Les crédits de fonctionnement représentent 93 % des crédits du programme.

Répartition des crédits de paiement du programme par type de dépenses

(en %)

Source : commission des finances d'après le projet annuel de performances annexé au projet de loi de finances pour 2016

D'un montant de 11,95 milliards d'euros, avant abondement de 100 millions d'euros du programme 150 par l'Assemblée nationale en première lecture, ces dépenses de fonctionnement correspondent principalement aux subventions pour charges de service public servies aux opérateurs du programme.

Ainsi, avec 11,932 milliards d'euros en autorisations de programmes et en crédits de paiement, ces subventions sont globalement en hausse de 138 millions d'euros , soit + 1,2 % par rapport au projet de loi de finances pour 2015 5 ( * ) .

Elles représentent 10,622 milliards d'euros pour les crédits de masse salariale et 1,226 milliard d'euros pour les crédits de fonctionnement (hors dépenses immobilières et financement de l'enseignement supérieur privé).

Il convient de noter qu'un changement de périmètre a été opéré dans le projet annuel de performances, au sein de la justification au premier euro du programme, afin de « clarifier la budgétisation et la programmation des crédits ». Une partie des crédits jusqu'à présent prise en compte dans le fonctionnement a ainsi été requalifiée en crédits de masse salariale.

Les universités et les établissements assimilés représentent 10,79 milliards d'euros en AE et 10,65 milliards d'euros en CP.

Hors différents transferts tenant compte de mesures prises en gestion au cours de l'année 2015, la hausse des crédits consacrés aux subventions pour charges de service public s'explique, tout d'abord, par la création de 1 000 emplois, pour la quatrième année consécutive, pour atteindre le nombre de 5 000 nouveaux emplois d'ici 2017, conformément à l'engagement du Président de la République (+ 59,7 millions d'euros, dont 21,9 millions d'euros au titre du compte d'affectation spéciale « Pensions »).

Consolidation de différents transferts prévus par le projet de loi de finances pour 2016 au titre des subventions pour charges de service public

Mesures de transferts

Montant
(en millions d'euros)

Transfert de 20 équivalents temps-plein travaillés (ETPT) vers le ministère de l'agriculture, de l'agroalimentaire et de la forêt (programme 142 « Enseignement supérieur et recherche agricole »)

- 1,2

+ 1 511 ETPT dans les établissements ayant accédé aux responsabilités et compétences élargies (RCE) au 1 er janvier 2015*

89,4

- 185 ETPT au titre du schéma d'emplois pour 2015, compte tenu des établissements n'ayant pas accédé aux RCE

- 11,05

Consolidation de la mesure indemnitaire prise en fin d'année 2015 au bénéfice des personnels de catégories B et C

3,3

Transfert au programme 172 du financement de la Cité nationale de l'histoire de l'immigration

- 0,46

Total

79,99

* Il s'agit de l'école nationale supérieure d'arts et métiers (Ensam), l'école nationale supérieure de chimie de Rennes, l'école nationale supérieure d'informatique pour l'industrie et l'entreprise et l'institut national des sciences appliquées de Rennes.

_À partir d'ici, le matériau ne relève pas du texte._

use std::collections::{BTreeMap, HashMap, HashSet};
use std::sync::Arc;

use orglens_core::{PersonRecord, SourceKey, SourceSystem};
use parking_lot::RwLock;

use crate::error::EngineError;

// ---------------------------------------------------------------------------
// Index
// ---------------------------------------------------------------------------

/// An immutable snapshot of the full record set plus derived lookup maps.
///
/// Built fresh each ingestion cycle; once constructed it never changes, so
/// queries, views and the resolver can all read it concurrently without
/// locking. Derived maps hold indices into the insertion-ordered record vec.
#[derive(Debug, Default)]
pub struct Index {
    records: Vec<PersonRecord>,
    by_key: HashMap<SourceKey, usize>,
    by_department: BTreeMap<String, Vec<usize>>,
    by_system: BTreeMap<SourceSystem, Vec<usize>>,
    leadership: Vec<usize>,
    managers: Vec<usize>,
    /// Blocking partition: first character of the folded name key. Within a
    /// block, the resolver prunes pairs with conflicting departments, so the
    /// department still bounds comparison work without ever separating a
    /// department-less record from its departmental counterpart.
    blocks: BTreeMap<char, Vec<usize>>,
    /// Records whose folded name key is empty. They cannot be blocked or
    /// scored; still individually queryable.
    unblockable: Vec<SourceKey>,
}

impl Index {
    pub fn empty() -> Self {
        Self::default()
    }

    /// All records in stable insertion order.
    pub fn records(&self) -> &[PersonRecord] {
        &self.records
    }

    pub fn len(&self) -> usize {
        self.records.len()
    }

    pub fn is_empty(&self) -> bool {
        self.records.is_empty()
    }

    pub fn get(&self, key: &SourceKey) -> Option<&PersonRecord> {
        self.by_key.get(key).map(|&i| &self.records[i])
    }

    /// Insertion position of a key, if present.
    pub fn position(&self, key: &SourceKey) -> Option<usize> {
        self.by_key.get(key).copied()
    }

    /// Records for one department (case-insensitive), insertion order.
    pub fn department(&self, department: &str) -> Vec<&PersonRecord> {
        self.by_department
            .get(&department.to_lowercase())
            .map(|ids| ids.iter().map(|&i| &self.records[i]).collect())
            .unwrap_or_default()
    }

    /// All departments present, lowercased, with their records.
    pub fn departments(&self) -> impl Iterator<Item = (&String, Vec<&PersonRecord>)> {
        self.by_department
            .iter()
            .map(|(name, ids)| (name, ids.iter().map(|&i| &self.records[i]).collect()))
    }

    /// Records for one source system, insertion order.
    pub fn system(&self, system: &SourceSystem) -> Vec<&PersonRecord> {
        self.by_system
            .get(system)
            .map(|ids| ids.iter().map(|&i| &self.records[i]).collect())
            .unwrap_or_default()
    }

    pub fn systems(&self) -> impl Iterator<Item = &SourceSystem> {
        self.by_system.keys()
    }

    pub fn leadership(&self) -> Vec<&PersonRecord> {
        self.leadership.iter().map(|&i| &self.records[i]).collect()
    }

    pub fn managers(&self) -> Vec<&PersonRecord> {
        self.managers.iter().map(|&i| &self.records[i]).collect()
    }

    /// Blocking partition for the resolver, deterministic order.
    pub fn blocks(&self) -> &BTreeMap<char, Vec<usize>> {
        &self.blocks
    }

    pub fn record_at(&self, index: usize) -> &PersonRecord {
        &self.records[index]
    }

    pub fn unblockable(&self) -> &[SourceKey] {
        &self.unblockable
    }
}

// ---------------------------------------------------------------------------
// Builder
// ---------------------------------------------------------------------------

/// Assembles a complete `Index` from normalized records, one source batch at
/// a time. Exposes no partial state: the index exists only once `build`
/// returns.
#[derive(Debug, Default)]
pub struct IndexBuilder {
    records: Vec<PersonRecord>,
    committed_keys: HashSet<SourceKey>,
}

impl IndexBuilder {
    pub fn new() -> Self {
        Self::default()
    }

    /// Stage one source batch. All-or-nothing: a duplicate `(system, id)`
    /// inside the batch or against already-committed records rejects the
    /// whole batch and leaves the builder untouched.
    pub fn add_batch(&mut self, batch: Vec<PersonRecord>) -> Result<usize, EngineError> {
        let mut staged: HashSet<&SourceKey> = HashSet::with_capacity(batch.len());
        for record in &batch {
            if self.committed_keys.contains(&record.key) || !staged.insert(&record.key) {
                return Err(EngineError::DuplicateIdentity {
                    system: record.key.system.clone(),
                    id: record.key.id.clone(),
                });
            }
        }

        let count = batch.len();
        for record in batch {
            self.committed_keys.insert(record.key.clone());
            self.records.push(record);
        }
        Ok(count)
    }

    /// Assemble the immutable index. Single atomic step; callers publish the
    /// returned value as a whole.
    pub fn build(self) -> Index {
        let mut index = Index {
            records: self.records,
            ..Index::default()
        };

        for (i, record) in index.records.iter().enumerate() {
            index.by_key.insert(record.key.clone(), i);
            index
                .by_system
                .entry(record.key.system.clone())
                .or_default()
                .push(i);

            if let Some(department) = &record.department {
                index
                    .by_department
                    .entry(department.to_lowercase())
                    .or_default()
                    .push(i);
            }
            if record.is_leadership {
                index.leadership.push(i);
            }
            if record.is_manager {
                index.managers.push(i);
            }

            match record.name_key.chars().next() {
                Some(initial) => index.blocks.entry(initial).or_default().push(i),
                None => index.unblockable.push(record.key.clone()),
            }
        }

        index
    }
}

// ---------------------------------------------------------------------------
// Store — atomic publication
// ---------------------------------------------------------------------------

/// Holds the currently published index behind an atomic reference swap.
///
/// Readers clone the `Arc` and keep working against their snapshot; a
/// superseded index lives until its last reader drops it. Readers see either
/// the fully-previous or fully-next index, never a mixture.
#[derive(Debug)]
pub struct IndexStore {
    current: RwLock<Arc<Index>>,
}

impl Default for IndexStore {
    fn default() -> Self {
        Self::new()
    }
}

impl IndexStore {
    pub fn new() -> Self {
        Self {
            current: RwLock::new(Arc::new(Index::empty())),
        }
    }

    pub fn publish(&self, index: Index) -> Arc<Index> {
        let published = Arc::new(index);
        *self.current.write() = Arc::clone(&published);
        published
    }

    pub fn snapshot(&self) -> Arc<Index> {
        Arc::clone(&self.current.read())
    }
}

#[cfg(test)]
mod tests {
    use super::*;
    use orglens_core::RawRecord;

    use crate::config::ClassifyConfig;
    use crate::normalize::Normalizer;

    fn person(system: SourceSystem, id: &str, name: &str, dept: Option<&str>) -> PersonRecord {
        let normalizer = Normalizer::new(&ClassifyConfig::default());
        let raw = RawRecord {
            id: Some(id.into()),
            name: Some(name.into()),
            department: dept.map(String::from),
            ..RawRecord::default()
        };
        normalizer.normalize(&system, &raw).unwrap()
    }

    #[test]
    fn build_derives_lookup_maps() {
        let mut builder = IndexBuilder::new();
        builder
            .add_batch(vec![
                person(SourceSystem::Ladder, "L1", "Sarah Johnson", None),
                person(SourceSystem::Ladder, "L2", "Robert Chen", None),
            ])
            .unwrap();
        builder
            .add_batch(vec![person(
                SourceSystem::Department,
                "D9",
                "Sarah Johnson",
                Some("Marketing"),
            )])
            .unwrap();

        let index = builder.build();
        assert_eq!(index.len(), 3);
        assert_eq!(index.system(&SourceSystem::Ladder).len(), 2);
        assert_eq!(index.department("MARKETING").len(), 1);
        // Both Sarahs share the 's' block despite the department difference.
        assert_eq!(index.blocks()[&'s'].len(), 2);
        assert!(index
            .get(&SourceKey::new(SourceSystem::Department, "D9"))
            .is_some());
    }

    #[test]
    fn duplicate_within_batch_rejects_whole_batch() {
        let mut builder = IndexBuilder::new();
        let err = builder
            .add_batch(vec![
                person(SourceSystem::Ladder, "L1", "Sarah Johnson", None),
                person(SourceSystem::Ladder, "L1", "Sarah Johnson", None),
            ])
            .unwrap_err();
        assert!(matches!(err, EngineError::DuplicateIdentity { .. }));
        assert_eq!(builder.build().len(), 0);
    }

    #[test]
    fn duplicate_across_batches_rejects_only_second_batch() {
        let mut builder = IndexBuilder::new();
        builder
            .add_batch(vec![person(SourceSystem::Ladder, "L1", "Sarah Johnson", None)])
            .unwrap();
        let err = builder
            .add_batch(vec![
                person(SourceSystem::Ladder, "L9", "Kim Diaz", None),
                person(SourceSystem::Ladder, "L1", "Sarah Johnson", None),
            ])
            .unwrap_err();
        assert!(matches!(err, EngineError::DuplicateIdentity { .. }));

        // First batch's contribution survives; the bad batch contributes nothing.
        let index = builder.build();
        assert_eq!(index.len(), 1);
        assert!(index.get(&SourceKey::new(SourceSystem::Ladder, "L9")).is_none());
    }

    #[test]
    fn same_id_in_different_systems_is_fine() {
        let mut builder = IndexBuilder::new();
        builder
            .add_batch(vec![person(SourceSystem::Ladder, "1", "Sarah Johnson", None)])
            .unwrap();
        builder
            .add_batch(vec![person(SourceSystem::OrgChart, "1", "Sarah Johnson", None)])
            .unwrap();
        assert_eq!(builder.build().len(), 2);
    }

    #[test]
    fn empty_name_key_is_unblockable() {
        let mut builder = IndexBuilder::new();
        // "Dr." folds to an empty name key.
        builder
            .add_batch(vec![person(SourceSystem::OrgChart, "E1", "Dr.", None)])
            .unwrap();
        let index = builder.build();
        assert!(index.blocks().is_empty());
        assert_eq!(index.unblockable().len(), 1);
        // Still individually queryable.
        assert!(index.get(&SourceKey::new(SourceSystem::OrgChart, "E1")).is_some());
    }

    #[test]
    fn store_swaps_atomically_and_keeps_old_snapshots_alive() {
        let store = IndexStore::new();
        let before = store.snapshot();
        assert!(before.is_empty());

        let mut builder = IndexBuilder::new();
        builder
            .add_batch(vec![person(SourceSystem::Ladder, "L1", "Sarah Johnson", None)])
            .unwrap();
        store.publish(builder.build());

        // The old snapshot is unchanged; a fresh snapshot sees the new index.
        assert!(before.is_empty());
        assert_eq!(store.snapshot().len(), 1);
    }
}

Source : commission des finances d'après le projet annuel de performances annexé au projet de loi de finances pour 2016

Les 1 000 emplois seraient ainsi répartis en 2016 :

- 552 emplois pour « améliorer le taux d'encadrement des étudiants et participer au rééquilibrage des dotations entre les universités » ;

- 348 emplois pour accompagner le dialogue contractuel, à partir des regroupements d'établissements ou d'autres actions communes réalisées dans le cadre des contrats de site ;

- 80 emplois pour soutenir des dispositifs spécifiques (nationaux ou de site) ;

- 20 emplois pour l'enseignement supérieur agricole.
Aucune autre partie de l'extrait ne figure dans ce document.